Bila kondisi rumah dengan gerbang digembok, ia menyimpulkan rumah tersebut sedang ditinggal pergi penghuninya. "Kalau dilihat dari luar rumahnya digembok berarti rumah itu kosong," ujar ES, kepada wartawan di Mapolwiltabes Bandung, Rabu (29/10/2008).
Menurutnya, barang yang dicurinya tersebut dijual di wilayah Tegallega dengan harga variatif. "2 TV saya jual Rp.900 ribu, tabung gas 12 kg Rp. 300 ribu, kalau komputer Rp. 500 ribu," jelasnya.
SCROLL TO CONTINUE WITH CONTENT
ES ditangkap tengah malam, Selasa (28/10/2008), di wilayah Terminal Ledeng, Bandung. Rekan ES yaitu US (30) pun ikut diringkus. Selain itu, polisi juga mengamankan seorang penadah berinisial CH alias Tomi (46).

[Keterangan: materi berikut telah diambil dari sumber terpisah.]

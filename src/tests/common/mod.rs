//! Common Test Utilities
//!
//! Database and application fixtures plus request helpers for the router.

pub mod fixtures;

pub use fixtures::*;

"Sebelumnya, pihak kepolisian sudah mengincar ES. Penangkapan berdasarkan pengembangan laporan warga mengenai aksi spesialis rumah kosong. Tersangka terbukti melanggar Pasal 363 KUH Pidana dengan ancaman kurungan 9 tahun Penjara," tegas Kapolwiltabes Bandung Kombes Pol I Ketut Untung Yoga.
Saat ini polisi terus melakukan pengembangan untuk mencari dalang dari aksi ES. "Kita tidak puas dengan pengakuan tersangka dan terus kita kembangkan," ujarnya.Β
Turut disita barang bukti hasil curian dan peralatan yang digunakan ES dalam aksinya berupa, obeng panjang, linggis, 2 buah Pisau, Karung, 4 TV 21 inc, 2 buah tabung gas. (ahy/bbp)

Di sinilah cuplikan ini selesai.